The aim of the virtual component of the BIP is to provide students with the basics of mathematical and computational modeling techniques with applicability in developing digital models and supporting sustainable decision making in different domains such as health, environmental, societal and industrial domains. The program is designed for students at Master or PhD level and young researchers who wish to develop these skills to apply them in research projects aligned to the EU GREEN research themes. This programme prioritizes high-level strategic thinking in the design and analysis of modelling paradigms and how they can be applied for effective decision-making.

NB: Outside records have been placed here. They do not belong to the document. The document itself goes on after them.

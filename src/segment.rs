//! Segment-wide column index
//!
//! A segment lists its columns by role in segment-scoped keys. Decoding the
//! whole segment walks those lists in order (dimensions, metrics, time,
//! date-time) and decodes each column.

use crate::column_metadata::ColumnMetadata;
use crate::config::{keys, MetadataConfig, SegmentProperties};
use crate::Result;
use std::collections::HashMap;
use std::path::Path;

/// Metadata of every column in a segment, in declaration order
#[derive(Debug, Clone, Default)]
pub struct SegmentColumns {
    columns: Vec<ColumnMetadata>,
    index: HashMap<String, usize>,
}

impl SegmentColumns {
    /// Decode every column listed in the segment-scoped column keys
    pub fn from_config<C: MetadataConfig + ?Sized>(config: &C) -> Result<Self> {
        let mut segment = Self::default();

        for list_key in [
            keys::DIMENSION_COLUMNS,
            keys::METRIC_COLUMNS,
            keys::TIME_COLUMN,
            keys::DATETIME_COLUMNS,
        ] {
            for name in config.get_list(list_key) {
                if name.is_empty() || segment.index.contains_key(&name) {
                    continue;
                }
                let metadata = ColumnMetadata::from_config(&name, config)?;
                segment.index.insert(name, segment.columns.len());
                segment.columns.push(metadata);
            }
        }

        log::debug!("Decoded {} columns", segment.columns.len());
        Ok(segment)
    }

    /// Load `metadata.properties` and decode all of its columns
    pub fn load<P: AsRef<Path>>(path: P) -> Result<Self> {
        Self::from_config(&SegmentProperties::load(path)?)
    }

    pub fn get(&self, name: &str) -> Option<&ColumnMetadata> {
        self.index.get(name).map(|&i| &self.columns[i])
    }

    pub fn iter(&self) -> impl Iterator<Item = &ColumnMetadata> {
        self.columns.iter()
    }

    pub fn column_names(&self) -> Vec<&str> {
        self.columns.iter().map(|c| c.column_name()).collect()
    }

    pub fn len(&self) -> usize {
        self.columns.len()
    }

    pub fn is_empty(&self) -> bool {
        self.columns.is_empty()
    }
}

impl<'a> IntoIterator for &'a SegmentColumns {
    type Item = &'a ColumnMetadata;
    type IntoIter = std::slice::Iter<'a, ColumnMetadata>;

    fn into_iter(self) -> Self::IntoIter {
        self.columns.iter()
    }
}

#[cfg(test)]
mod tests {
    use super::*;
    use crate::types::FieldType;
    use crate::ColumnMetadataError;

    const SEGMENT: &str = "\
segment.dimension.column.names = country, member
segment.metric.column.names = clicks
segment.time.column.name = day
segment.time.unit = DAYS

country.cardinality = 3
country.totalDocs = 100
country.dataType = STRING
country.bitsPerElement = 2
country.dictionaryElementSize = 2
country.columnType = DIMENSION
country.isSorted = true
country.hasNullValue = false
country.hasInvertedIndex = true
country.isSingleValued = true
country.maxMultiValueElements = 0
country.totalNumberOfEntries = 100
country.minValue = de
country.maxValue = us

member.cardinality = 40
member.totalDocs = 100
member.dataType = INT
member.bitsPerElement = 6
member.dictionaryElementSize = 4
member.columnType = DIMENSION
member.isSorted = false
member.hasNullValue = false
member.hasInvertedIndex = false
member.isSingleValued = false
member.maxMultiValueElements = 3
member.totalNumberOfEntries = 180
member.partitionFunction = Modulo
member.numPartitions = 4
member.partitionValues = [0 1],3

clicks.cardinality = 57
clicks.totalDocs = 100
clicks.dataType = LONG
clicks.bitsPerElement = 6
clicks.dictionaryElementSize = 8
clicks.columnType = METRIC
clicks.isSorted = false
clicks.hasNullValue = false
clicks.hasInvertedIndex = false
clicks.isSingleValued = true
clicks.maxMultiValueElements = 0
clicks.totalNumberOfEntries = 100
clicks.minValue = 0
clicks.maxValue = 9000000000

day.cardinality = 7
day.totalDocs = 100
day.dataType = INT
day.bitsPerElement = 3
day.dictionaryElementSize = 4
day.columnType = TIME
day.isSorted = true
day.hasNullValue = false
day.hasInvertedIndex = false
day.isSingleValued = true
day.maxMultiValueElements = 0
day.totalNumberOfEntries = 100
day.minValue = 18000
day.maxValue = 18006
";

    #[test]
    fn test_decode_segment() {
        let props: SegmentProperties = SEGMENT.parse().unwrap();
        let segment = SegmentColumns::from_config(&props).unwrap();

        assert_eq!(segment.len(), 4);
        assert_eq!(segment.column_names(), vec!["country", "member", "clicks", "day"]);
        assert_eq!(segment.get("day").unwrap().field_type(), FieldType::Time);
        assert!(segment.get("nope").is_none());

        let member = segment.get("member").unwrap();
        assert!(!member.is_single_value());
        assert_eq!(member.partitions().iter().copied().collect::<Vec<_>>(), vec![0, 1, 3]);
        assert_eq!(
            member.partition_function().unwrap().partition_id("6").unwrap(),
            2
        );

        for column in &segment {
            if let (Some(min), Some(max)) = (column.min_value(), column.max_value()) {
                assert!(min <= max, "{} bounds out of order", column.column_name());
            }
        }
    }

    #[test]
    fn test_decode_segment_fails_fast() {
        let mut props: SegmentProperties = SEGMENT.parse().unwrap();
        props.remove("clicks.totalDocs");
        assert!(matches!(
            SegmentColumns::from_config(&props),
            Err(ColumnMetadataError::MissingRequiredProperty { .. })
        ));
    }

    #[test]
    fn test_empty_segment() {
        let segment = SegmentColumns::from_config(&SegmentProperties::new()).unwrap();
        assert!(segment.is_empty());
    }

    #[test]
    fn test_load_segment_file() {
        let dir = tempfile::tempdir().unwrap();
        let path = dir.path().join("metadata.properties");
        std::fs::write(&path, SEGMENT).unwrap();

        let segment = SegmentColumns::load(&path).unwrap();
        assert_eq!(segment.len(), 4);
        assert_eq!(segment.iter().filter(|c| c.is_sorted()).count(), 2);
    }
}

Interpersonal skills, together with technical skills, are essential for learning outcomes.
Assessment
Form of assesssment
Examination. Each group of students formed for the practical applications will have to work on a specific topic, set by the lecturers.
Requirements
Academic pre-requisites for applicants
Students can be from any discipline but should normally have completed at least 5 ECTS relevant to Mathematics/Statistics at undergraduate level.
Application requirements
other (see BIP description)Selection Process
Evaluation Criteria
The way in which the appropriate models were identified for solving the problem received by each group is evaluated. At the same time, the identification of the strengths and limitations of the identified models that are chosen to be applied to the problem studied is evaluated. Last but not least, the way in which the team members communicated and worked interdisciplinary is evaluated.
About the lecturers
About the lecturer(s)
The lecturers are experienced researchers from Atlantic Technological University, University of Évora, University of Gävle, University of Angers and University of Oradea. They are having 3 years experience in working as a group.